(Saved entries)
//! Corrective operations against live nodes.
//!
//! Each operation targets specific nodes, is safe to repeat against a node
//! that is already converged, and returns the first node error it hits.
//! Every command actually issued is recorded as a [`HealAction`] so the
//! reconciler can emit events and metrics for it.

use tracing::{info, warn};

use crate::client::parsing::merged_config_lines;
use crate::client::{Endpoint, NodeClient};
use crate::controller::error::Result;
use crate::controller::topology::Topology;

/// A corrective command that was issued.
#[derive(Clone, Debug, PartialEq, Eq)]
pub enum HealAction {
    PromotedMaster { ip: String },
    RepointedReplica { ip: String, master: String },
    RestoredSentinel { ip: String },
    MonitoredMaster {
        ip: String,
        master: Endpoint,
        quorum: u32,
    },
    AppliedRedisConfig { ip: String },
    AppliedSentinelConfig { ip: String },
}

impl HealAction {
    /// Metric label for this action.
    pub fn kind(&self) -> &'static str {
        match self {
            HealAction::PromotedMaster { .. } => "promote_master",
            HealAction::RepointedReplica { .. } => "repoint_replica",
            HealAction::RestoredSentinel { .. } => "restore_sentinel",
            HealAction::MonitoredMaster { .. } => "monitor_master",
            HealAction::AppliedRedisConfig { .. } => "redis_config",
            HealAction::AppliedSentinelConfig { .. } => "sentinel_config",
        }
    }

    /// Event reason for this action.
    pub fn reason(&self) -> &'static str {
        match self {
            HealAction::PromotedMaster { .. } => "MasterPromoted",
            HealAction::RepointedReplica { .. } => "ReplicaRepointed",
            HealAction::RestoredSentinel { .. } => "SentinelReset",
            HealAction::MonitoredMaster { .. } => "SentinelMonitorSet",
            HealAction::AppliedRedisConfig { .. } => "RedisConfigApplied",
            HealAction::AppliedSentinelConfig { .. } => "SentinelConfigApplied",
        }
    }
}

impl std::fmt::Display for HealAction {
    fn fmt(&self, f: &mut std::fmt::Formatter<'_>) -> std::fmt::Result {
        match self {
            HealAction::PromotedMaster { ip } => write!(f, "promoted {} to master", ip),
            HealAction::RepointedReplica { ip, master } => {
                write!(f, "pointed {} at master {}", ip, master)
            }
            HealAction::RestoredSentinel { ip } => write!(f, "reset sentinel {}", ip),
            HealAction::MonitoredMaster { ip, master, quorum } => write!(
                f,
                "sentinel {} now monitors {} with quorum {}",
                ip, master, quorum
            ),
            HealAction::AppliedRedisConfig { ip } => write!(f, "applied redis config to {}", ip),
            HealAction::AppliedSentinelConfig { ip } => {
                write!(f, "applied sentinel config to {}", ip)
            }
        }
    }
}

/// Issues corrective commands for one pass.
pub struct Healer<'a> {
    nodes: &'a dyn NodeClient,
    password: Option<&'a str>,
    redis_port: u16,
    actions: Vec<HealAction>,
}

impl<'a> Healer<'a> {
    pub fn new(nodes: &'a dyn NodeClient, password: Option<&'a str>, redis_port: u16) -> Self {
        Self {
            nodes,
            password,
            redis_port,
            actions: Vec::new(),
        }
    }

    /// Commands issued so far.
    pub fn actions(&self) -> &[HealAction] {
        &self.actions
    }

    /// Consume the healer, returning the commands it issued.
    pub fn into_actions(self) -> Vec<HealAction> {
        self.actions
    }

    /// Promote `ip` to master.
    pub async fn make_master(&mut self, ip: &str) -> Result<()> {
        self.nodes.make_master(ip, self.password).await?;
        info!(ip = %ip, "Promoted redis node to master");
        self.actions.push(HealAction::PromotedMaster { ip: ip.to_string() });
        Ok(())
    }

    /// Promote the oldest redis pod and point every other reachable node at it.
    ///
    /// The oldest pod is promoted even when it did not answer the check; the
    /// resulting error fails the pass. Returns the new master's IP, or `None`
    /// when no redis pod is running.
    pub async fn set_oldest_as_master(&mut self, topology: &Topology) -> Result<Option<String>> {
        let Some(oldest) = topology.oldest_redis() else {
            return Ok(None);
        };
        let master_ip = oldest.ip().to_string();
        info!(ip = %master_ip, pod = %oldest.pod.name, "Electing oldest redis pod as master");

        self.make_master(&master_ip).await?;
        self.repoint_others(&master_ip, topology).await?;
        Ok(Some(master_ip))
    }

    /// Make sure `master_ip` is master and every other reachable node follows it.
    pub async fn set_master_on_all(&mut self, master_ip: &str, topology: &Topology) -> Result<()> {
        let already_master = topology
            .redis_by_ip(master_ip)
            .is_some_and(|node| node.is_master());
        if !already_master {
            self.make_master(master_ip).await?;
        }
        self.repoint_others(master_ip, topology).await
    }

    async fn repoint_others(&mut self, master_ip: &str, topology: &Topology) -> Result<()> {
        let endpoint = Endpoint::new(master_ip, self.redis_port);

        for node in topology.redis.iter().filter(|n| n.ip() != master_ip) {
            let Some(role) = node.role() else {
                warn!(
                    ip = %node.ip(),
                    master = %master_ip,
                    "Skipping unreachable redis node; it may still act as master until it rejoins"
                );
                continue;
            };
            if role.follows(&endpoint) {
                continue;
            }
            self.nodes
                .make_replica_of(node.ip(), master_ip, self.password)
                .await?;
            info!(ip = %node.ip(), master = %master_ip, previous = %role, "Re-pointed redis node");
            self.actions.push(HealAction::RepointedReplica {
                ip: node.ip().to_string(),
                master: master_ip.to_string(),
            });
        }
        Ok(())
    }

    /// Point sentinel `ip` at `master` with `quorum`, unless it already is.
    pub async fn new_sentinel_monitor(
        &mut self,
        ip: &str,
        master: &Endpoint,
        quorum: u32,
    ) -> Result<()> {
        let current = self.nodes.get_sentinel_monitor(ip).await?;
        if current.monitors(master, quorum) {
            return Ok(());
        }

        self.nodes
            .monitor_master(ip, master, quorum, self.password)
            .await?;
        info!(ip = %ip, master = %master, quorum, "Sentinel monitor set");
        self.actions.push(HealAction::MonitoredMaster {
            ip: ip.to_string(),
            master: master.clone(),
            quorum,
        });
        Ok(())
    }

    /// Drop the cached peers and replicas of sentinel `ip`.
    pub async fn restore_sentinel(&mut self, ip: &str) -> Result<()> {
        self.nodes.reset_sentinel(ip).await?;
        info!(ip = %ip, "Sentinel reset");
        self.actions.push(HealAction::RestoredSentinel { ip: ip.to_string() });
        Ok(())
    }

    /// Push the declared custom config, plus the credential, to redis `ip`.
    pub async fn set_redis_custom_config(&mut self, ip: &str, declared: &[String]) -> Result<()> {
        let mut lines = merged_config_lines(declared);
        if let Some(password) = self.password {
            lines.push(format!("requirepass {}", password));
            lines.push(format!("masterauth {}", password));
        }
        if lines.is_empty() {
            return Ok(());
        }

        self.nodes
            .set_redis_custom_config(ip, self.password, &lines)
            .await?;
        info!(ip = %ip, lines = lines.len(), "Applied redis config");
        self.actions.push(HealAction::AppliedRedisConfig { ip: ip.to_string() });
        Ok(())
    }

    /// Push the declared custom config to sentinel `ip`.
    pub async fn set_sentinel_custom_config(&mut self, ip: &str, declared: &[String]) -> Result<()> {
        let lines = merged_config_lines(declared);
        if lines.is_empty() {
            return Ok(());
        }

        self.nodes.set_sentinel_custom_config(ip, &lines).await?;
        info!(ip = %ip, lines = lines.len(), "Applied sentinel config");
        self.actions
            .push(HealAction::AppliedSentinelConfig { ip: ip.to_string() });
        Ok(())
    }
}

* [Try it] In the records above, locate the lines holding the word "controller". Copy each of them.

* [Response area]
use crate::controller::error::Result;
use crate::controller::topology::Topology;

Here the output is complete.